Ada Lovelace – Woman Crush Wednesday!

As Lady Buzzkill and I can tell you, it’s tough to be born to wealth and privilege. The constant socializing, serving on the boards of charities and non-profits, being invited to an endless number of weddings and events by everybody who’s anybody, and on and on. In the face of these massive temptations to live the easy life of privilege, it takes a stainless steel backbone and a stupendous sense of civic responsibility to do the kind of humanitarian work we do here at the Buzzkill Institute.

Our Woman Crush Wednesday this week overcame the same sorts of pressures to do important work in the early 19th century. Augusta Ada King, Countess of Lovelace, who lived a short life from 1815 to 1852, is usually considered the first computer programmer, having written what some people think was the first algorithm for a computer, or at least the concept of a “computer.” The “computer” itself was Charles Babbage’s famous Analytical Machine from 1837, which was never fully built, but which Babbage had conceived more or less fully, and which became well-known in scientific circles then.
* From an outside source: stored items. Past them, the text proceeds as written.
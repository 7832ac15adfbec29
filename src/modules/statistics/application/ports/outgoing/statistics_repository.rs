use async_trait::async_trait;

use crate::statistics::application::domain::entities::Statistics;

#[derive(Debug, Clone, thiserror::Error)]
pub enum StatisticsRepositoryError {
    #[error("Database error: {0}")]
    DatabaseError(String),
}

#[async_trait]
pub trait StatisticsRepository: Send + Sync {
    async fn find_current(&self) -> Result<Option<Statistics>, StatisticsRepositoryError>;

    async fn insert(&self, stats: Statistics) -> Result<Statistics, StatisticsRepositoryError>;

    /// Insert-or-replace of the single statistics document.
    async fn replace(&self, stats: Statistics) -> Result<Statistics, StatisticsRepositoryError>;
}
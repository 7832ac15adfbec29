use async_trait::async_trait;

use crate::shared::time::now_utc;
use crate::statistics::application::{
    domain::entities::Statistics,
    ports::{
        incoming::use_cases::{
            UpdateStatisticsCommand, UpdateStatisticsError, UpdateStatisticsUseCase,
        },
        outgoing::StatisticsRepository,
    },
};

#[derive(Debug, Clone)]
pub struct UpdateStatisticsService<R>
where
    R: StatisticsRepository + Send + Sync,
{
    repository: R,
}

impl<R> UpdateStatisticsService<R>
where
    R: StatisticsRepository + Send + Sync,
{
    pub fn new(repository: R) -> Self {
        Self { repository }
    }
}

#[async_trait]
impl<R> UpdateStatisticsUseCase for UpdateStatisticsService<R>
where
    R: StatisticsRepository + Send + Sync,
{
    async fn execute(
        &self,
        command: UpdateStatisticsCommand,
    ) -> Result<Statistics, UpdateStatisticsError> {
        self.repository
            .replace(command.into_statistics(now_utc()))
            .await
            .map_err(|e| UpdateStatisticsError::RepositoryError(e.to_string()))
    }
}
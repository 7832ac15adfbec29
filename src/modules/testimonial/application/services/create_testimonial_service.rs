use async_trait::async_trait;

use crate::shared::time::now_utc;
use crate::testimonial::application::{
    domain::entities::Testimonial,
    ports::{
        incoming::use_cases::{
            CreateTestimonialCommand, CreateTestimonialError, CreateTestimonialUseCase,
        },
        outgoing::{NewTestimonial, TestimonialRepository},
    },
};

#[derive(Debug, Clone)]
pub struct CreateTestimonialService<R>
where
    R: TestimonialRepository + Send + Sync,
{
    repository: R,
}

impl<R> CreateTestimonialService<R>
where
    R: TestimonialRepository + Send + Sync,
{
    pub fn new(repository: R) -> Self {
        Self { repository }
    }
}

#[async_trait]
impl<R> CreateTestimonialUseCase for CreateTestimonialService<R>
where
    R: TestimonialRepository + Send + Sync,
{
    async fn execute(
        &self,
        command: CreateTestimonialCommand,
    ) -> Result<Testimonial, CreateTestimonialError> {
        let now = now_utc();

        let data = NewTestimonial {
            name: command.name().to_string(),
            position: command.position().to_string(),
            company: command.company().to_string(),
            content: command.content().to_string(),
            rating: command.rating(),
            image: command.image().to_string(),
            approved: false,
            featured: false,
            created_at: now,
            updated_at: now,
        };

        self.repository
            .insert(data)
            .await
            .map_err(|e| CreateTestimonialError::RepositoryError(e.to_string()))
    }
}
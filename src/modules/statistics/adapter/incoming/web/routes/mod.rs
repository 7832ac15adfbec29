mod get_statistics;
mod update_statistics;

pub use get_statistics::*;
pub use update_statistics::*;
use async_trait::async_trait;

use crate::resume::application::domain::entities::Resume;

#[derive(Debug, Clone, thiserror::Error)]
pub enum GetResumeError {
    #[error("Repository error: {0}")]
    RepositoryError(String),
}

#[async_trait]
pub trait GetResumeUseCase: Send + Sync {
    async fn execute(&self) -> Result<Resume, GetResumeError>;
}
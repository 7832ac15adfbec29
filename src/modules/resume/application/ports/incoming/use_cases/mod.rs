mod get_resume;
mod update_resume;

pub use get_resume::{GetResumeError, GetResumeUseCase};
pub use update_resume::{UpdateResumeCommand, UpdateResumeError, UpdateResumeUseCase};
use async_trait::async_trait;

use crate::blog::application::{
    domain::entities::BlogPost,
    ports::{
        incoming::use_cases::{GetBlogPostError, GetBlogPostUseCase},
        outgoing::BlogPostQuery,
    },
};
use crate::shared::document_id::DocumentId;

#[derive(Debug, Clone)]
pub struct GetBlogPostService<Q>
where
    Q: BlogPostQuery + Send + Sync,
{
    query: Q,
}

impl<Q> GetBlogPostService<Q>
where
    Q: BlogPostQuery + Send + Sync,
{
    pub fn new(query: Q) -> Self {
        Self { query }
    }
}

#[async_trait]
impl<Q> GetBlogPostUseCase for GetBlogPostService<Q>
where
    Q: BlogPostQuery + Send + Sync,
{
    /// Unpublished posts are returned too; visibility only filters listings.
    async fn execute(&self, raw_id: &str) -> Result<BlogPost, GetBlogPostError> {
        let id = DocumentId::parse(raw_id).map_err(|_| GetBlogPostError::InvalidId)?;

        self.query
            .find_by_id(id)
            .await
            .map_err(|e| GetBlogPostError::QueryError(e.to_string()))?
            .ok_or(GetBlogPostError::NotFound)
    }
}
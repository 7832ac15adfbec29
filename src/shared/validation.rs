// src/shared/validation.rs
use email_address::EmailAddress;
use serde::Serialize;
use utoipa::ToSchema;

#[derive(Debug, Clone, PartialEq, Eq, Serialize, ToSchema)]
pub struct FieldError {
    /// Name of the offending field, nested fields use `parent[index].child`
    #[schema(example = "email")]
    pub field: String,

    #[schema(example = "must be a valid email address")]
    pub message: String,
}

#[derive(Debug, Clone, PartialEq, Eq, thiserror::Error)]
#[error("{} field(s) failed validation", .0.len())]
pub struct ValidationErrors(Vec<FieldError>);

impl ValidationErrors {
    pub fn fields(&self) -> &[FieldError] {
        &self.0
    }

    pub fn has_field(&self, field: &str) -> bool {
        self.0.iter().any(|e| e.field == field)
    }

    /// Appends the failures of a later pass.
    pub fn and(mut self, other: ValidationErrors) -> Self {
        self.0.extend(other.0);
        self
    }
}

/// Collects every field failure of a payload instead of stopping at the first.
#[derive(Debug, Default)]
pub struct Validator {
    errors: Vec<FieldError>,
}

impl Validator {
    pub fn new() -> Self {
        Self::default()
    }

    /// Length is counted in characters, not bytes.
    pub fn length(mut self, field: &str, value: &str, min: usize, max: Option<usize>) -> Self {
        let len = value.chars().count();

        if len < min {
            let message = if min == 1 {
                "must not be empty".to_string()
            } else {
                format!("must be at least {min} characters")
            };
            self.push(field, message);
        } else if let Some(max) = max.filter(|max| len > *max) {
            self.push(field, format!("must be at most {max} characters"));
        }

        self
    }

    /// For fields where an empty value is allowed but absence is not.
    pub fn required(mut self, field: &str, present: bool) -> Self {
        if !present {
            self.push(field, "is required".to_string());
        }
        self
    }

    pub fn email(mut self, field: &str, value: &str) -> Self {
        if !EmailAddress::is_valid(value) {
            self.push(field, "must be a valid email address".to_string());
        }
        self
    }

    pub fn range(mut self, field: &str, value: i64, min: i64, max: i64) -> Self {
        if value < min || value > max {
            self.push(field, format!("must be between {min} and {max}"));
        }
        self
    }

    pub fn finish(self) -> Result<(), ValidationErrors> {
        if self.errors.is_empty() {
            Ok(())
        } else {
            Err(ValidationErrors(self.errors))
        }
    }

    fn push(&mut self, field: &str, message: String) {
        self.errors.push(FieldError {
            field: field.to_string(),
            message,
        });
    }
}
pub mod app_state_builder;
pub mod stubs;
use actix_web::{post, web, Responder};
use serde::Deserialize;
use tracing::{error, info};
use utoipa::ToSchema;

use crate::{
    api::schemas::ErrorResponse,
    shared::api::ApiResponse,
    testimonial::application::{
        domain::entities::Testimonial,
        ports::incoming::use_cases::{CreateTestimonialCommand, CreateTestimonialError},
    },
    AppState,
};

//
// ──────────────────────────────────────────────────────────
// Request DTO
// ──────────────────────────────────────────────────────────
//

/// Moderation flags sent by clients are ignored. Absent fields decode as
/// empty (or a zero rating) and fail validation under their own names.
#[derive(Debug, Deserialize, ToSchema)]
pub struct CreateTestimonialRequest {
    #[serde(default)]
    #[schema(example = "Priya Sharma", required = true)]
    pub name: String,
    #[serde(default)]
    #[schema(example = "Director of Engineering", required = true)]
    pub position: String,
    #[serde(default)]
    #[schema(example = "Acme Corp", required = true)]
    pub company: String,
    #[serde(default)]
    #[schema(required = true)]
    pub content: String,
    #[serde(default)]
    #[schema(example = 5, minimum = 1, maximum = 5, required = true)]
    pub rating: i64,
    #[serde(default)]
    pub image: String,
}

//
// ──────────────────────────────────────────────────────────
// Route
// ──────────────────────────────────────────────────────────
//

/// Submit a testimonial for moderation
#[utoipa::path(
    post,
    path = "/api/testimonials",
    tag = "testimonials",
    request_body = CreateTestimonialRequest,
    responses(
        (status = 200, description = "Testimonial stored, pending approval", body = Testimonial),
        (status = 422, description = "Validation failed", body = ErrorResponse),
        (status = 500, description = "Internal server error", body = ErrorResponse)
    )
)]
#[post("/api/testimonials")]
pub async fn create_testimonial_handler(
    data: web::Data<AppState>,
    payload: web::Json<CreateTestimonialRequest>,
) -> impl Responder {
    let payload = payload.into_inner();

    let command = match CreateTestimonialCommand::new(
        payload.name,
        payload.position,
        payload.company,
        payload.content,
        payload.rating,
        payload.image,
    ) {
        Ok(cmd) => cmd,
        Err(errors) => return ApiResponse::validation_failed(&errors),
    };

    match data.testimonial.create.execute(command).await {
        Ok(testimonial) => {
            info!(id = %testimonial.id, "Testimonial submitted");
            ApiResponse::success(testimonial)
        }
        Err(CreateTestimonialError::RepositoryError(msg)) => {
            error!("Error creating testimonial: {}", msg);
            ApiResponse::internal_error()
        }
    }
}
And perhaps Ada Lovelace’s real genius was to see that Babbage’s machine (and, theoretically, future machines like it) could be used to do highly sophisticated mathematical and analytical work, and not just be over-sized calculators.

But if that was the full story, there wouldn’t be much reason to devote a Woman Crush Wednesday episode to Ada Lovelace. We need more complication, a little drama, and a little interpretive controversy here at the Buzzkill Institute, for us to be able to show you the dangers of hero-worship in history and to strip away many of the over-simplifications that have led to the Mount Rushmore-ization of “the greatest…” or “the first…” people in various walks of life fields.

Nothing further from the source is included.